Natalia Sonney squeezes the cheeks of her son, 8-month-old Zymeir Sonney, as her daughter, Zyra Dorsey, listens Thursday, Jan. 25, 2024, to a volunteer from Kaleidescope Youth Center during a transition-aged youth palooza event being held at the Kenmore Community Center on Columbus' Northeast Side. Sonney is currently living at Kenmore Square, an apartment complex owned by The Huckleberry House that provides housing to people age 18 to 24.

One way to do this is to offer young people resources such as clothing, home items, and housing and let them know they can trust those at Huckleberry House.

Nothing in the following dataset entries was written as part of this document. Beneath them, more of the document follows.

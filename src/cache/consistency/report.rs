//! Consistency findings and report shapes

use std::collections::BTreeMap;
use std::path::PathBuf;

use chrono::{DateTime, Utc};
use serde::{Deserialize, Serialize};

use crate::cache::types::BankKey;

/// One discrepancy between the cache and disk
#[derive(Debug, Clone, PartialEq, Eq)]
pub enum ConsistencyIssue {
    BankMissing(BankKey),
    FileMissing(String),
    ContentMismatch(String),
    ReadError { path: String, message: String },
}

impl std::fmt::Display for ConsistencyIssue {
    fn fmt(&self, f: &mut std::fmt::Formatter<'_>) -> std::fmt::Result {
        match self {
            ConsistencyIssue::BankMissing(key) => write!(
                f,
                "Bank {}:{} doesn't exist on disk",
                key.bank_type, key.bank_id
            ),
            ConsistencyIssue::FileMissing(path) => {
                write!(f, "File {} exists in cache but not on disk", path)
            }
            ConsistencyIssue::ContentMismatch(path) => {
                write!(f, "File {} has different content in cache vs disk", path)
            }
            ConsistencyIssue::ReadError { path, message } => {
                write!(f, "Error reading file {} from disk: {}", path, message)
            }
        }
    }
}

/// Outcome for one bank
#[derive(Debug, Clone, PartialEq, Eq, Serialize, Deserialize)]
pub struct BankConsistency {
    pub consistent: bool,
    #[serde(default, skip_serializing_if = "Vec::is_empty")]
    pub issues: Vec<String>,
}

/// Result of checking one or more cached banks
#[derive(Debug, Clone, PartialEq, Serialize, Deserialize)]
pub struct ConsistencyReport {
    pub timestamp: DateTime<Utc>,
    pub banks_checked: usize,
    pub banks_consistent: usize,
    pub banks_inconsistent: usize,
    pub details: BTreeMap<BankKey, BankConsistency>,
}

impl Default for ConsistencyReport {
    fn default() -> Self {
        Self {
            timestamp: Utc::now(),
            banks_checked: 0,
            banks_consistent: 0,
            banks_inconsistent: 0,
            details: BTreeMap::new(),
        }
    }
}

impl ConsistencyReport {
    pub fn record(&mut self, key: BankKey, issues: &[ConsistencyIssue]) {
        let consistent = issues.is_empty();
        self.banks_checked += 1;
        if consistent {
            self.banks_consistent += 1;
        } else {
            self.banks_inconsistent += 1;
        }
        self.details.insert(
            key,
            BankConsistency {
                consistent,
                issues: issues.iter().map(ToString::to_string).collect(),
            },
        );
    }
}

/// File entry of a [`DiagnosticSnapshot`]
#[derive(Debug, Clone, PartialEq, Eq, Serialize, Deserialize)]
pub struct DiagnosticFile {
    pub path: String,
    pub size: u64,
    pub mtime: Option<DateTime<Utc>>,
}

/// On-disk state of a bank captured when an issue is detected
#[derive(Debug, Clone, PartialEq, Eq, Serialize, Deserialize)]
pub struct DiagnosticSnapshot {
    pub timestamp: DateTime<Utc>,
    pub bank_type: String,
    pub bank_id: String,
    pub issue: String,
    pub bank_path: PathBuf,
    pub bank_exists: bool,
    pub files: Vec<DiagnosticFile>,
}

#[cfg(test)]
mod tests {
    use super::*;
    use crate::cache::types::BankType;

    #[test]
    fn issue_messages() {
        let key = BankKey::new(BankType::Project, "demo");
        assert_eq!(
            ConsistencyIssue::BankMissing(key).to_string(),
            "Bank project:demo doesn't exist on disk"
        );
        assert_eq!(
            ConsistencyIssue::ContentMismatch("readme.md".into()).to_string(),
            "File readme.md has different content in cache vs disk"
        );
    }

    #[test]
    fn report_tallies_banks() {
        let mut report = ConsistencyReport::default();
        report.record(BankKey::new(BankType::Global, "default"), &[]);
        report.record(
            BankKey::new(BankType::Code, "repo"),
            &[ConsistencyIssue::FileMissing("snippets.md".into())],
        );

        assert_eq!(report.banks_checked, 2);
        assert_eq!(report.banks_consistent, 1);
        assert_eq!(report.banks_inconsistent, 1);
        let json = serde_json::to_value(&report).unwrap();
        assert_eq!(json["details"]["global:default"]["consistent"], true);
        assert!(json["details"]["global:default"].get("issues").is_none());
        assert_eq!(
            json["details"]["code:repo"]["issues"][0],
            "File snippets.md exists in cache but not on disk"
        );
    }
}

"We want them to be able to rest and say, 'I have dreams, I have goals,'" Crockett-Hodge said. "Our goal is to remove barriers."

Huckleberry House helped Hudson get mental health counseling, identification and to start going to GED classes.

"I'm getting my stuff together," Hudson said of life now. "I do feel safe. That's important."

The homelessness count is part of a national effort by the U.S. Department of Housing and Urban Development (HUD) to determine the numbers of unhoused individuals across the nation and offer resources and funding accordingly.

HUD's 2023 Annual Homeless Assessment Report estimated that approximately 653,100 people nationwide were experiencing homelessness on a single night in 2023 — a 12% increase (or about 70,650 more people) from 2022.

The increase in people experiencing homelessness at the beginning of 2023 was due in part to a large rise in the number of people who became homeless for the first time, according to Diane M. Shelley, an administrator for HUD's Midwest region. The trend started before the COVID-19 pandemic in 2016. But federal stimulus money, including substantial aid for millions of people who struggled to pay their rent and avoid eviction, help prevent a big jump in people being unhoused from 2020 to 2022, Shelly said.

The COVID relief funding will last through 2024 locally, but has expired in other places, contributing to another rise in homelessness, she said.

After last year's record-breaking rise, the Community Shelter Board asked the county and city for $23.8 million in funding to address homelessness in central Ohio, Isom said.

Shannon Isom, president and CEO of the Community Shelter Board, expects an answer on the funding in February and said it will be used to create a stronger safety net and ways to get people out of shelters and into housing sooner, as the shelter system can't be the answer to the problem of homelessness, she said.

"It's a big ask, but, more importantly, it's an appropriate ask," Isom said of the funding. "Housing is not a commodity — it is a basic need."

She is bracing herself for the numbers from this year, and said she expects an increase, but not on the level of last year's.

More than 200 volunteers participated in the count, which includes searching for people sleeping in cars in parking lots; dropping by soup kitchens, meal sites and warming centers; or seeking those sleeping in known encampments and on the streets.

"All any of us want in this world is to feel seen and heard and the way to do that is to build community," said Sarah Hatchard, director of guest services at The Open Shelter. "You can't begin to understand where people come from unless you offer them a safe space to be themselves."